Docente precária e intermitente
Quando Teresa não hesita ao dizer que tratamos mal os idosos em Portugal sabe bem do que fala. Exemplo do dia-a-dia: "A semana passada uma das senhoras que mora na minha rua disse-me que andava no dentista para pôr uma placa nos dentes e que a neta lhe tinha dito 'mas por que é que vais gastar tanto dinheiro nos dentes se vais morrer?' Isto é brutal, isto é mal-tratar as pessoas" Mas há mais: tratamos mal os idosos quando as ignoramos, quando os vemos como inferiores, quando aceitamos que "60% vivam com um rendimento até 500 euros". O último ponto não é apenas um problema geracional — Teresa Martins sabe-o por experiência própria. Trabalha precária e intermitentemente como docente na ESE, ocupação que vai conciliando com outras actividades que vão permitindo a continuação no ensino e na investigação e permitam viver condignamente. Aprendeu, com o tempo, a "gerir a incerteza" e não põe de lado a ideia de emigrar. "Não estou fechada a opções. Não posso estar. Obviamente gostava de ter uma estabilidade diferente."
Para já, a investigadora não pretende parar de investigar. E gostava de ver a sociedade a apostar de forma mais concertada na "preparação da velhice": "Podemos pensar agora com mais tempo do que as pessoas que são agora idosas. Já sabemos que a nossa esperança média de vida é elevada, enquanto muitas das pessoas que hoje têm 80 anos não esperavam chegar a esta idade." E preparar a velhice significa exactamente o quê? "É uma boa pergunta, para a qual também ando à procura de resposta", sorri a investigadora, acrescentando: "Uma das coisas que vários estudos vão indicando e que os resultados que fui tendo também indicam é que, por exemplo, as pessoas que ao longo da vida vão estando envolvidas em algumas actividades cívicas, comunitárias, desportivas ou outras, provavelmente vão ter mais vontade de as continuar depois da reforma."

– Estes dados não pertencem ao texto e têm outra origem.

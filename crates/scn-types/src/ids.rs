//! Typed identifiers for every planning entity.
//!
//! All identifiers wrap a UUID v7 so that freshly generated ids sort by
//! creation time. Each entity gets its own newtype to keep a `PersonId` from
//! ever being passed where a `ProjectId` is expected.

use std::fmt;
use std::str::FromStr;

use serde::{Deserialize, Serialize};

use crate::error::TypeError;

macro_rules! define_id {
    ($(#[$meta:meta])* $name:ident) => {
        $(#[$meta])*
        #[derive(Clone, Copy, PartialEq, Eq, Hash, PartialOrd, Ord, Serialize, Deserialize)]
        pub struct $name(uuid::Uuid);

        impl $name {
            /// Generate a new time-ordered identifier (UUID v7).
            pub fn new() -> Self {
                Self(uuid::Uuid::now_v7())
            }

            /// Create from an existing UUID.
            pub fn from_uuid(uuid: uuid::Uuid) -> Self {
                Self(uuid)
            }

            /// The underlying UUID.
            pub fn as_uuid(&self) -> &uuid::Uuid {
                &self.0
            }

            /// Short representation (first 8 characters of the UUID).
            pub fn short_id(&self) -> String {
                self.0.to_string()[..8].to_string()
            }
        }

        impl Default for $name {
            fn default() -> Self {
                Self::new()
            }
        }

        impl fmt::Debug for $name {
            fn fmt(&self, f: &mut fmt::Formatter<'_>) -> fmt::Result {
                write!(f, "{}({})", stringify!($name), self.short_id())
            }
        }

        impl fmt::Display for $name {
            fn fmt(&self, f: &mut fmt::Formatter<'_>) -> fmt::Result {
                write!(f, "{}", self.0)
            }
        }

        impl FromStr for $name {
            type Err = TypeError;

            fn from_str(s: &str) -> Result<Self, Self::Err> {
                uuid::Uuid::parse_str(s)
                    .map(Self)
                    .map_err(|e| TypeError::InvalidId(format!("{s}: {e}")))
            }
        }
    };
}

define_id!(
    /// Identifier of a scenario.
    ScenarioId
);
define_id!(
    /// Identifier of a scenario-scoped assignment row.
    AssignmentId
);
define_id!(
    /// Identifier of a scenario-scoped project override row.
    OverrideId
);
define_id!(
    /// Identifier of a scenario-scoped phase timeline row.
    PhaseTimelineId
);
define_id!(
    /// Identifier of a phase dependency edge.
    DependencyId
);
define_id!(
    /// Identifier of a catalog project.
    ProjectId
);
define_id!(
    /// Identifier of a catalog person.
    PersonId
);
define_id!(
    /// Identifier of a catalog role.
    RoleId
);
define_id!(
    /// Identifier of a catalog phase kind.
    PhaseId
);
define_id!(
    /// Identifier of an audit merge record.
    MergeRecordId
);
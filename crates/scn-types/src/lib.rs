//! Foundation types for the scenario planner.
//!
//! Scenarios are branches of planning data. This crate holds the records that
//! every other crate passes around: identifiers, scenarios, the shared
//! catalog, and the scenario-scoped rows together with their natural keys.
//!
//! # Key Types
//!
//! - [`Scenario`] / [`NewScenario`] -- hierarchy node and creation request
//! - [`ScenarioAssignment`], [`ScenarioProjectOverride`], [`ScenarioPhaseTimeline`],
//!   [`PhaseDependency`] -- scenario-scoped rows
//! - [`AssignmentKey`], [`OverrideKey`], [`PhaseKey`] -- natural keys that
//!   identify "the same" row across scenarios
//! - [`AssignmentValue`], [`OverrideValue`], [`PhaseValue`] -- the comparable
//!   part of each row
//! - [`ScenarioSnapshot`] -- consistent point-in-time copy of a scenario
//! - [`MergeRecord`] / [`MergeStrategy`] -- audit trail of merges

pub mod assignment;
pub mod catalog;
pub mod dates;
pub mod error;
pub mod ids;
pub mod merge;
pub mod phase;
pub mod project_override;
pub mod scenario;
pub mod snapshot;

pub use assignment::{AssignmentDraft, AssignmentKey, AssignmentValue, DateMode, ScenarioAssignment};
pub use catalog::{Catalog, CatalogEntry, CatalogSeed, Person, Phase, Project, Role};
pub use dates::{derive_dates, DateRange};
pub use error::TypeError;
pub use ids::{
    AssignmentId, DependencyId, MergeRecordId, OverrideId, PersonId, PhaseId, PhaseTimelineId,
    ProjectId, RoleId, ScenarioId,
};
pub use merge::{MergeRecord, MergeStrategy};
pub use phase::{
    DependencyType, PhaseDependency, PhaseDraft, PhaseKey, PhaseLink, PhaseValue,
    ScenarioPhaseTimeline,
};
pub use project_override::{OverrideDraft, OverrideKey, OverrideValue, ScenarioProjectOverride};
pub use scenario::{NewScenario, Scenario, ScenarioStatus, ScenarioType};
pub use snapshot::ScenarioSnapshot;
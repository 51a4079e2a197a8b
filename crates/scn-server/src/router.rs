use axum::routing::{delete, get, post, put};
use axum::Router;
use tower_http::cors::CorsLayer;
use tower_http::trace::TraceLayer;

use crate::handler;
use crate::state::AppState;

/// Build the axum router with every scenario endpoint.
pub fn build_router(state: AppState, cors_permissive: bool) -> Router {
    let router = Router::new()
        .route("/health", get(handler::health_handler))
        .route(
            "/api/scenarios",
            get(handler::list_scenarios).post(handler::create_scenario),
        )
        .route("/api/scenarios/tree", get(handler::scenario_tree))
        .route(
            "/api/scenarios/:id",
            get(handler::get_scenario).delete(handler::delete_scenario),
        )
        .route("/api/scenarios/:id/snapshot", get(handler::get_snapshot))
        .route("/api/scenarios/:id/archive", post(handler::archive_scenario))
        .route("/api/scenarios/:id/merge", post(handler::merge_scenario))
        .route("/api/scenarios/:id/merge/preview", post(handler::preview_merge))
        .route("/api/scenarios/:id/merges", get(handler::merge_history))
        .route("/api/scenarios/:id/compare", get(handler::compare_scenarios))
        .route(
            "/api/scenarios/:id/assignments",
            get(handler::list_assignments).post(handler::upsert_assignment),
        )
        .route(
            "/api/scenarios/:id/assignments/:assignment_id",
            delete(handler::delete_assignment),
        )
        .route("/api/scenarios/:id/overrides", put(handler::upsert_override))
        .route("/api/scenarios/:id/phases", put(handler::upsert_phase_timeline))
        .with_state(state)
        .layer(TraceLayer::new_for_http());

    if cors_permissive {
        router.layer(CorsLayer::permissive())
    } else {
        router
    }
}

Que alterações incentivar para que os idosos sejam um grupo etário valorizado é uma indagação complexa. "A questão é mais 'para que sociedade é que estamos a contribuir que tem tanta necessidade de criar guetos para toda a gente'. Se todas as pessoas tiverem lugar para continuarem a exercer papéis — sejam os que elas quiserem —essa questão não se coloca." Teresa Martins percebeu, por exemplo, que, quando "desafiadas", as pessoas envolviam-se mais facilmente no voluntariado: "As pessoas falavam de um clique que era em quase todos os casos o facto de alguma instituição se dirigir a elas e as convidar a serem voluntárias."
Pensar sobre este grupo etário é também uma forma de afastar medos — "As pessoas têm relutâncias porque está associado a coisas más: a doenças, a perdas físicas, a perdas das pessoas de quem gostamos. Tudo isto existe, mas pode acontecer em qualquer etapa da nossa vida." E mais: "O caminho que vamos fazendo ao longo da vida vai ter um impacto na forma como vamos experimentar a nossa vivência da velhice" — e por isso, pede a investigadora, era bom que pensássemos sobre o assunto.